Die norwegische Presse stürzte sich heutzutage mit erstaunlicher Einstimmigkeit und Zustimmung in die wunderbare Welt der "russischen Bedrohung".


Insbesondere beschreibt die norwegische Ausgabe ausführlich die Geschichte des Baus russischer Militäreinrichtungen in der Arktis Nordnorsk Debattet deutet auf einen starken Anstieg der militärischen Fähigkeiten Moskaus in der Polarregion hin, was für Oslo unangenehm ist.

Die analytische Veröffentlichung zeigt, dass die Arktis und die Barentssee das Gebiet der ständigen Präsenz der strategischen U-Boot-Flotte Russlands waren und bleiben. Darüber hinaus wird die Russische Föderation alte und alte Einrichtungen reaktivieren, einschließlich Flugplätze, auf denen Langstreckenbomber untergebracht werden können.

Als Reaktion auf diese Aktivitäten hat Norwegen seine Aufklärungskapazitäten modernisiert und insbesondere neue P8A Poseidon-Flugzeuge gekauft, die die maritimen Regionen des Hohen Nordens kontrollieren werden.

Die russische Militärpräsenz sollte laut Artikel auch im Zusammenhang mit industriellen Aktivitäten und der Gewinnung natürlicher Ressourcen entlang der Nordseeroute gesehen werden. Früher waren nur wenige Menschen an dieser schiffbaren Autobahn interessiert, aber jetzt ändert sich alles, und der Kreml wird seine Rechte gegenüber dem NSR verteidigen.

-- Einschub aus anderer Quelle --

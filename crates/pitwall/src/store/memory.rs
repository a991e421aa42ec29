//! In-process keyed store backed by `DashMap`.
//!
//! DashMap shards its table behind per-shard locks, so an update on one key
//! never blocks the whole store, and holding the entry guard for the duration
//! of the closure makes each update atomic for its key.

use std::hash::Hash;

use dashmap::DashMap;

use super::KeyedStore;

struct Slot<V> {
    value: Option<V>,
    /// Epoch ms after which the value reads as absent
    expires_at: Option<u64>,
}

impl<V> Slot<V> {
    fn live(&self, now_ms: u64) -> bool {
        self.value.is_some() && self.expires_at.map_or(true, |t| now_ms < t)
    }
}

/// `KeyedStore` held in process memory.
pub struct MemoryStore<K, V> {
    entries: DashMap<K, Slot<V>>,
    ttl_ms: Option<u64>,
}

impl<K, V> MemoryStore<K, V>
where
    K: Eq + Hash + Clone,
{
    /// Store whose entries never expire.
    pub fn new() -> Self {
        Self {
            entries: DashMap::new(),
            ttl_ms: None,
        }
    }

    /// Store whose entries expire `ttl_ms` after creation.
    ///
    /// Updates to an existing entry keep its original expiry.
    pub fn with_ttl(ttl_ms: u64) -> Self {
        Self {
            entries: DashMap::new(),
            ttl_ms: Some(ttl_ms),
        }
    }

    pub fn len(&self) -> usize {
        self.entries.iter().filter(|e| e.value.is_some()).count()
    }

    pub fn is_empty(&self) -> bool {
        self.len() == 0
    }
}

impl<K, V> Default for MemoryStore<K, V>
where
    K: Eq + Hash + Clone,
{
    fn default() -> Self {
        Self::new()
    }
}

impl<K, V> KeyedStore<K, V> for MemoryStore<K, V>
where
    K: Eq + Hash + Clone + Send + Sync,
    V: Clone + Send + Sync,
{
    fn get(&self, key: &K, now_ms: u64) -> Option<V> {
        let slot = self.entries.get(key)?;
        if slot.live(now_ms) {
            slot.value.clone()
        } else {
            None
        }
    }

    fn update(&self, key: &K, now_ms: u64, f: &mut dyn FnMut(&mut Option<V>)) {
        let emptied = {
            let mut slot = self.entries.entry(key.clone()).or_insert_with(|| Slot {
                value: None,
                expires_at: None,
            });
            if !slot.live(now_ms) {
                slot.value = None;
                slot.expires_at = None;
            }

            let was_present = slot.value.is_some();
            f(&mut slot.value);

            if slot.value.is_none() {
                true
            } else {
                if !was_present {
                    slot.expires_at = self.ttl_ms.map(|ttl| now_ms.saturating_add(ttl));
                }
                false
            }
        };

        if emptied {
            self.entries.remove_if(key, |_, slot| slot.value.is_none());
        }
    }

    fn remove(&self, key: &K) -> Option<V> {
        self.entries.remove(key).and_then(|(_, slot)| slot.value)
    }

    fn keys(&self, now_ms: u64) -> Vec<K> {
        self.entries
            .iter()
            .filter(|e| e.value().live(now_ms))
            .map(|e| e.key().clone())
            .collect()
    }

    fn purge_expired(&self, now_ms: u64) -> usize {
        let before = self.entries.len();
        self.entries.retain(|_, slot| slot.live(now_ms));
        before - self.entries.len()
    }
}

#[cfg(test)]
mod tests {
    use super::*;
    use std::sync::Arc;

    #[test]
    fn update_inserts_and_modifies() {
        let store: MemoryStore<&str, u32> = MemoryStore::new();
        store.update(&"a", 0, &mut |slot| *slot = Some(1));
        store.update(&"a", 0, &mut |slot| {
            if let Some(v) = slot {
                *v += 1;
            }
        });
        assert_eq!(store.get(&"a", 0), Some(2));
        assert_eq!(store.keys(0), vec!["a"]);
    }

    #[test]
    fn leaving_none_deletes() {
        let store: MemoryStore<&str, u32> = MemoryStore::new();
        store.update(&"a", 0, &mut |slot| *slot = Some(1));
        store.update(&"a", 0, &mut |slot| *slot = None);
        assert_eq!(store.get(&"a", 0), None);
        assert!(store.is_empty());
    }

    #[test]
    fn ttl_expires_from_creation() {
        let store: MemoryStore<&str, u32> = MemoryStore::with_ttl(100);
        store.update(&"a", 1_000, &mut |slot| *slot = Some(1));
        // A later write does not extend the lifetime
        store.update(&"a", 1_050, &mut |slot| *slot = Some(2));
        assert_eq!(store.get(&"a", 1_099), Some(2));
        assert_eq!(store.get(&"a", 1_100), None);

        let mut seen = Some(0);
        store.update(&"a", 1_200, &mut |slot| seen = slot.clone());
        assert_eq!(seen, None, "expired entries read as absent inside update");
    }

    #[test]
    fn purge_drops_expired() {
        let store: MemoryStore<u32, u32> = MemoryStore::with_ttl(10);
        store.update(&1, 0, &mut |slot| *slot = Some(1));
        store.update(&2, 5, &mut |slot| *slot = Some(2));
        assert_eq!(store.purge_expired(12), 1);
        assert_eq!(store.keys(12), vec![2]);
    }

    #[test]
    fn concurrent_updates_are_atomic_per_key() {
        let store: Arc<MemoryStore<u8, u64>> = Arc::new(MemoryStore::new());
        let handles: Vec<_> = (0..8)
            .map(|_| {
                let store = Arc::clone(&store);
                std::thread::spawn(move || {
                    for _ in 0..1000 {
                        store.update(&0, 0, &mut |slot| {
                            *slot = Some(slot.unwrap_or(0) + 1);
                        });
                    }
                })
            })
            .collect();
        for h in handles {
            h.join().unwrap();
        }
        assert_eq!(store.get(&0, 0), Some(8000));
    }
}
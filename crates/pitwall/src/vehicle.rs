use serde::{Deserialize, Serialize};
use std::fmt;

/// Partition key for all per-vehicle state: one vehicle within one event.
#[derive(Debug, Clone, PartialEq, Eq, Hash, PartialOrd, Ord, Serialize, Deserialize)]
pub struct VehicleKey {
    pub event_id: String,
    pub vehicle_id: String,
}

impl VehicleKey {
    pub fn new(event_id: impl Into<String>, vehicle_id: impl Into<String>) -> Self {
        Self {
            event_id: event_id.into(),
            vehicle_id: vehicle_id.into(),
        }
    }
}

impl fmt::Display for VehicleKey {
    fn fmt(&self, f: &mut fmt::Formatter<'_>) -> fmt::Result {
        write!(f, "{}/{}", self.event_id, self.vehicle_id)
    }
}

Die mögliche Beteiligung russischer privater Militärunternehmen an künftigen Angriffen auf Norwegen, schreibt die Ressource List... Während diese Gemeinschaften in erster Linie als kampfbereite Streitkräfte in Landkampagnen bekannt sind, können sie auch auf See und in der Küstenzone eingesetzt werden, so der Analystenbericht.

Natürlich gibt es viele Möglichkeiten, wie russische PMC erfolgreich sein können, wenn ihr Ziel darin besteht, Norwegen Schaden zuzufügen. […] Die Küste ist nicht nur die Heimat des größten Teils der Bevölkerung, der Infrastruktur und der natürlichen Ressourcen, sondern es ist auch einfach, über sie an das Land zu gelangen

- im Text vermerkt.

Die Geographie der Küste ist nicht nur für Norwegen, sondern auch für die „Großmächte“ von strategischer Bedeutung. Die Russen, so heißt es in der Zeitung, sind sich auch bewusst, wie abhängig ihre Nachbarn von der Küste sind. Darüber hinaus zeichnen sie es seit vielen Jahrzehnten detailliert ab.

Sabotageoperationen können auf Infrastruktur oder Einrichtungen gerichtet sein, die für das Militär wichtig sind Techniker... Dazu gehören insbesondere Flughäfen, Straßen, Häfen und zivile Logistikunternehmen

- im Artikel genehmigt.

Militärexperten der Zeitung fürchten auch um die Sicherheit der norwegischen Küste. Lofotpostendie argumentieren, dass die Nähe russischer Militäreinrichtungen im hohen Norden eine potenzielle Bedrohung für das skandinavische Land darstellt.

Laut den Autoren der Studie sollte die Regierung den Bau von Korvetten in der nahen Seezone wieder aufnehmen und andere Maßnahmen zur Stärkung der Küstenverteidigung ergreifen.